Or Le Syndrome d’Orphée, conçu par le musicien et metteur en scène russe Vladimir Pankov, illustre bel et bien une parenté biographique et thématique entre ces deux grands lyriques achoppant à la modernité en usant des multiples moyens d’expressions nouveaux; tous deux  anticonformistes, voire parfois provocateurs, contre l’esprit bourgeois pour Cocteau et contre la massification collectiviste pour Maïakovski. Enfin vivant chacun, en quelque sorte, le drame d’Orphée, chantre de la vie butant sur les miroirs vertigineux de la passion et de la mort. L’ombre de celle-ci a marqué la vie et l’œuvre de Cocteau,  du suicide de son père à son Testament d’Orphée, notamment. Et la figure tragique du poète « phare » de la Révolution soviétique, « suicidé de la société » à son tour, participe d’un même éclat maudit qu’expriment ses fulgurances poétiques, où l’impact sonore et rythmique des mots compte plus que leur sens.

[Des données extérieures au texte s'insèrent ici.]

//! Rendering seams.
//!
//! The presenters only talk to these traits so that they can
//! be exercised without a browser.

use placemap_entities::geo::MapPoint;

use crate::{
    criteria::FilterCriteria,
    presenter::{detail::DetailContent, list::ListItem, map::MarkerSpec},
};

pub trait ListView {
    /// Replace the whole list.
    fn render(&mut self, count_label: &str, items: Vec<ListItem>);
}

/// The external map widget.
pub trait MapView {
    /// Handle of a live marker that is owned by the widget.
    type Marker;

    fn clear_markers(&mut self);
    fn add_marker(&mut self, marker: &MarkerSpec) -> Self::Marker;
    fn zoom(&self) -> f64;
    fn set_view(&mut self, center: MapPoint, zoom: f64);
    fn open_tooltip(&mut self, marker: &Self::Marker);
}

pub trait DetailView {
    fn show(&mut self, content: &DetailContent);
    fn hide(&mut self);
}

pub trait ControlsView {
    fn set_district_options(&mut self, districts: &[String]);
    fn set_price_options(&mut self, prices: &[String]);
    /// Reflect the current criteria, e.g. after a reset.
    fn show_criteria(&mut self, criteria: &FilterCriteria);
}
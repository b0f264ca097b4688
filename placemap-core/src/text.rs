use placemap_entities::place::Place;

use crate::label::category_label;

/// Trim and lowercase a text for comparison.
pub fn normalize(text: &str) -> String {
    text.trim().to_lowercase()
}

/// The searchable text of a place.
///
/// Absent fields contribute an empty string.
pub fn haystack(place: &Place) -> String {
    let Place {
        name,
        short,
        notes,
        district,
        price,
        category,
        ..
    } = place;
    let fields = [
        name.as_str(),
        short.as_deref().unwrap_or_default(),
        notes.as_deref().unwrap_or_default(),
        district.as_deref().unwrap_or_default(),
        price.as_deref().unwrap_or_default(),
        category_label(category),
    ];
    normalize(&fields.join(" "))
}
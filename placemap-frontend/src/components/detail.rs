use leptos::*;
use wasm_bindgen::JsCast;

use placemap_core::presenter::detail::{DetailContent, DialogBounds};

#[component]
pub fn DetailDialog(
    content: ReadSignal<Option<DetailContent>>,
    dialog_ref: NodeRef<html::Dialog>,
    #[prop(into)] on_dismiss: Callback<()>,
) -> impl IntoView {
    let markup = move || {
        content.with(|c| {
            c.as_ref()
                .map(|c| c.markup().into_string())
                .unwrap_or_default()
        })
    };
    let on_backdrop_click = move |ev: ev::MouseEvent| {
        let on_dialog = ev
            .target()
            .is_some_and(|t| t.dyn_ref::<web_sys::HtmlDialogElement>().is_some());
        if !on_dialog {
            return;
        }
        let Some(dialog) = dialog_ref.get_untracked() else {
            return;
        };
        let rect = dialog.get_bounding_client_rect();
        let bounds = DialogBounds {
            left: rect.left(),
            top: rect.top(),
            right: rect.right(),
            bottom: rect.bottom(),
        };
        if bounds.is_backdrop_click(f64::from(ev.client_x()), f64::from(ev.client_y())) {
            on_dismiss.call(());
        }
    };
    view! {
      <dialog
        id="modal"
        node_ref=dialog_ref
        on:click=on_backdrop_click
        // Escape closes the dialog, too
        on:close=move |_| on_dismiss.call(())
      >
        <div class="modalInner">
          <button
            id="closeModal"
            class="modalClose"
            aria-label="Закрыть"
            on:click=move |_| on_dismiss.call(())
          >
            "✕"
          </button>
          <div id="modalBody" inner_html=markup />
        </div>
      </dialog>
    }
}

Rappelant le rêve de fusion des arts de l’avant-garde du XXe siècle, relancé dans les années 60 par l’aspiration à un théâtre « total», la réalisation de ce « soundrama » fait merveille dans sa partie musicale et vocale, intégrant des musiciens et des chanteurs d’opéra de haute volée, issus du studio SounDrama de Pankov et Olga Berger. Or cette coproduction du Théâtre de Vidy  et du Festival Anton Tchekhov de Moscou, marquée par l’usage conjoint des langues française et russe (avec des surtitres pour celle-ci), engage également la participation de l’école Rudra-Béjart de Lausanne, avec une brochette de jeunes danseurs à la coule.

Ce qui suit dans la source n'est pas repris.